As Rahman explained, “A lot of times us activists are always thinking that you need to have everybody on board. You don’t.…With 20 percent effort, you can change the culture of an institution, a company.…So we don’t need every American to praise the lord and liberty in Palestine and Israel. All you need is two of ten. We can do that.” By Rahman’s count, 40 percent of the audience was already involved in pressuring their congregations to boycott and divest from Israel. Tarek Abuata’s recommendation was a bit more straightforward. “We Arabs and Palestinians, a lot of us have a lot of cash,” he said, “and we need to use that for the fight to win the black community.”

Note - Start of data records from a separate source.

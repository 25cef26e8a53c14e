//! Frontier seeding and budgeted link enqueueing
//!
//! Every insert into the crawl queue goes through this module so that the
//! per-source page budget and the depth limit hold no matter where URLs
//! come from.

use crate::activity::{ActivityEvent, ActivitySink, EventType};
use crate::config::CrawlerConfig;
use crate::crawler::politeness::PolitenessTracker;
use crate::crawler::Fetcher;
use crate::discovery::{parse_sitemap, SitemapDocument};
use crate::storage::{SitemapRecord, SourceRecord, Storage, StorageResult};
use crate::url::{extract_domain, normalize_url, LinkFilter};
use crate::{QuillError, Result};
use serde_json::json;
use tracing::{debug, info, warn};
use url::Url;

/// Newly inserted links accepted from a single page
pub const MAX_NEW_LINKS_PER_PAGE: usize = 50;

/// URLs taken from a single sitemap while seeding
pub const MAX_SITEMAP_URLS: usize = 200;

/// Entries a source may still gain before reaching `max_pages_per_source`
pub fn remaining_budget<S: Storage>(
    storage: &S,
    source_id: i64,
    config: &CrawlerConfig,
) -> StorageResult<u64> {
    let used = storage.count_queue_entries(source_id)?;
    Ok(u64::from(config.max_pages_per_source).saturating_sub(used))
}

/// Enqueues already-filtered URLs at `depth`, stopping at `cap` new entries
///
/// URLs already queued do not count against the cap. Returns the number of
/// entries created.
pub fn enqueue_urls<S: Storage>(
    storage: &mut S,
    source_id: i64,
    urls: &[String],
    depth: u32,
    cap: usize,
    config: &CrawlerConfig,
) -> StorageResult<usize> {
    if depth > config.max_depth {
        return Ok(0);
    }

    let budget = remaining_budget(storage, source_id, config)?;
    let cap = cap.min(usize::try_from(budget).unwrap_or(usize::MAX));

    let mut added = 0;
    for url in urls {
        if added >= cap {
            break;
        }
        if storage.enqueue_url(source_id, url, depth)? {
            added += 1;
        }
    }

    Ok(added)
}

/// Builds the eligibility filter for a source
pub fn link_filter_for(source: &SourceRecord, config: &CrawlerConfig) -> Result<LinkFilter> {
    let home = Url::parse(&source.home_url)?;
    let robots = if config.respect_robots_txt {
        source.robots_rules.clone()
    } else {
        None
    };
    Ok(LinkFilter::new(&home, robots))
}

/// Seeds an empty frontier from the home URL and pending sitemaps
///
/// Does nothing when the source already has queue entries. Sitemap fetches
/// go through `tracker` like page fetches do. Returns the number of entries
/// created.
pub async fn seed_crawl_queue<S>(
    storage: &mut S,
    fetcher: &Fetcher,
    source: &SourceRecord,
    config: &CrawlerConfig,
    tracker: &mut PolitenessTracker,
) -> Result<u64>
where
    S: Storage + ActivitySink,
{
    if storage.count_queue_entries(source.id)? > 0 {
        debug!("Frontier for source {} already seeded", source.id);
        return Ok(0);
    }

    let home = normalize_url(&source.home_url)?;
    let mut added = u64::from(storage.enqueue_url(source.id, &home, 0)?);

    let filter = link_filter_for(source, config)?;
    for sitemap in storage.get_pending_sitemaps(source.id)? {
        let crawl_delay = source
            .robots_rules
            .as_ref()
            .and_then(|rules| rules.crawl_delay());
        if let Some(host) = Url::parse(&sitemap.sitemap_url)
            .ok()
            .as_ref()
            .and_then(extract_domain)
        {
            tracker.wait_for(&host, crawl_delay).await;
        }

        match seed_from_sitemap(storage, fetcher, source.id, &sitemap, &filter, config).await {
            Ok(count) => added += count as u64,
            Err(e) => {
                warn!("Sitemap {} failed: {}", sitemap.sitemap_url, e);
                storage.mark_sitemap_failed(sitemap.id, &e.to_string())?;
                storage.log_event(
                    ActivityEvent::new(
                        EventType::SitemapFailed,
                        format!("Sitemap {} failed: {}", sitemap.sitemap_url, e),
                    )
                    .for_entity("sitemap", sitemap.id)
                    .with_metadata(json!({ "sourceId": source.id })),
                );
            }
        }
    }

    info!("Seeded source {} with {} entries", source.id, added);
    Ok(added)
}

async fn seed_from_sitemap<S: Storage>(
    storage: &mut S,
    fetcher: &Fetcher,
    source_id: i64,
    sitemap: &SitemapRecord,
    filter: &LinkFilter,
    config: &CrawlerConfig,
) -> Result<usize> {
    let body = fetcher.get_text(&sitemap.sitemap_url).await?;
    let document = parse_sitemap(&body).map_err(|message| QuillError::SitemapParse {
        url: sitemap.sitemap_url.clone(),
        message,
    })?;

    let urls = match document {
        SitemapDocument::Index(children) => {
            debug!(
                "Sitemap index {} lists {} sitemaps; not recursing",
                sitemap.sitemap_url,
                children.len()
            );
            storage.mark_sitemap_fetched(sitemap.id, 0)?;
            return Ok(0);
        }
        SitemapDocument::UrlSet(urls) => urls,
    };

    let loc_count = u32::try_from(urls.len()).unwrap_or(u32::MAX);
    let added = if config.max_depth == 0 {
        0
    } else {
        let eligible = filter.accept_all(&urls);
        enqueue_urls(storage, source_id, &eligible, 1, MAX_SITEMAP_URLS, config)?
    };

    storage.mark_sitemap_fetched(sitemap.id, loc_count)?;
    debug!(
        "Sitemap {} listed {} URLs, {} queued",
        sitemap.sitemap_url, loc_count, added
    );
    Ok(added)
}
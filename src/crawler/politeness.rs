//! Per-host request pacing
//!
//! This module handles:
//! - Remembering when each host was last requested
//! - Computing the effective gap from the configured delay and robots.txt
//! - Sleeping until a host may be requested again
//!
//! A tracker lives for one crawl cycle (or one forced crawl) and is passed
//! explicitly; nothing is shared between runs.

use std::collections::HashMap;
use std::time::Duration;
use tokio::time::Instant;

/// Request history for a single host
#[derive(Debug, Clone, Copy)]
struct HostState {
    /// When the last request to this host was released
    last_request_time: Instant,

    /// Requests released to this host by this tracker
    request_count: u32,
}

/// Tracks per-host timing for one crawl run
#[derive(Debug)]
pub struct PolitenessTracker {
    /// Configured minimum delay between requests to the same host
    default_delay: Duration,

    /// Per-host state keyed by lowercase host
    hosts: HashMap<String, HostState>,
}

impl PolitenessTracker {
    /// Creates a tracker with the configured default delay
    pub fn new(default_delay: Duration) -> Self {
        Self {
            default_delay,
            hosts: HashMap::new(),
        }
    }

    /// Returns the gap required between two requests to one host
    ///
    /// This is the maximum of the configured delay and the robots.txt
    /// crawl delay, if any.
    pub fn required_gap(&self, crawl_delay: Option<Duration>) -> Duration {
        effective_delay(self.default_delay, crawl_delay)
    }

    /// Returns how long to wait before `host` may be requested, if at all
    pub fn time_until_next_request(
        &self,
        host: &str,
        crawl_delay: Option<Duration>,
        now: Instant,
    ) -> Option<Duration> {
        let state = self.hosts.get(&host.to_lowercase())?;
        let elapsed = now.saturating_duration_since(state.last_request_time);
        self.required_gap(crawl_delay)
            .checked_sub(elapsed)
            .filter(|wait| !wait.is_zero())
    }

    /// Waits until `host` may be requested, then records the request
    pub async fn wait_for(&mut self, host: &str, crawl_delay: Option<Duration>) {
        if let Some(wait) = self.time_until_next_request(host, crawl_delay, Instant::now()) {
            tracing::debug!("Waiting {:?} before next request to {}", wait, host);
            tokio::time::sleep(wait).await;
        }
        self.record_request(host);
    }

    /// Records that a request to `host` is being made now
    pub fn record_request(&mut self, host: &str) {
        let now = Instant::now();
        self.hosts
            .entry(host.to_lowercase())
            .and_modify(|state| {
                state.last_request_time = now;
                state.request_count += 1;
            })
            .or_insert(HostState {
                last_request_time: now,
                request_count: 1,
            });
    }

    /// Returns the number of requests recorded for `host`
    pub fn request_count(&self, host: &str) -> u32 {
        self.hosts
            .get(&host.to_lowercase())
            .map(|state| state.request_count)
            .unwrap_or(0)
    }
}

/// Calculates the effective delay for a host
///
/// This takes the maximum of:
/// - The configured request delay
/// - The robots.txt crawl delay (if specified)
pub fn effective_delay(configured: Duration, crawl_delay: Option<Duration>) -> Duration {
    std::cmp::max(configured, crawl_delay.unwrap_or(Duration::ZERO))
}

Regardless of the tactics Sabeel’s activists choose to employ, they will continue working to push their ideology into the mainstream Christian conversation, shrouding it beneath a veil of piousness and the rhetoric of peace until—they hope—it becomes conventional wisdom. But despite its claims, Sabeel is not in the business of promoting understanding and reconciliation. An organization so steeped in aggressive vilification, one that treats the Jewish right to national self-determination as a temporary stumbling block in the way of an “ultimate vision” of a single, bi-national Palestine, is not a conscientious actor in pursuit of peace. Sabeel is on a mission to delegitimize and destroy the State of Israel, attracting well-meaning congregations with platitudes and calls to actions that, ultimately, only serve to advance a radical nationalist agenda. Uncontested, it will continue to attack the Jewish state and its allies in the pews, preaching a message that may resonate far beyond the altar of Sixth Presbyterian Church.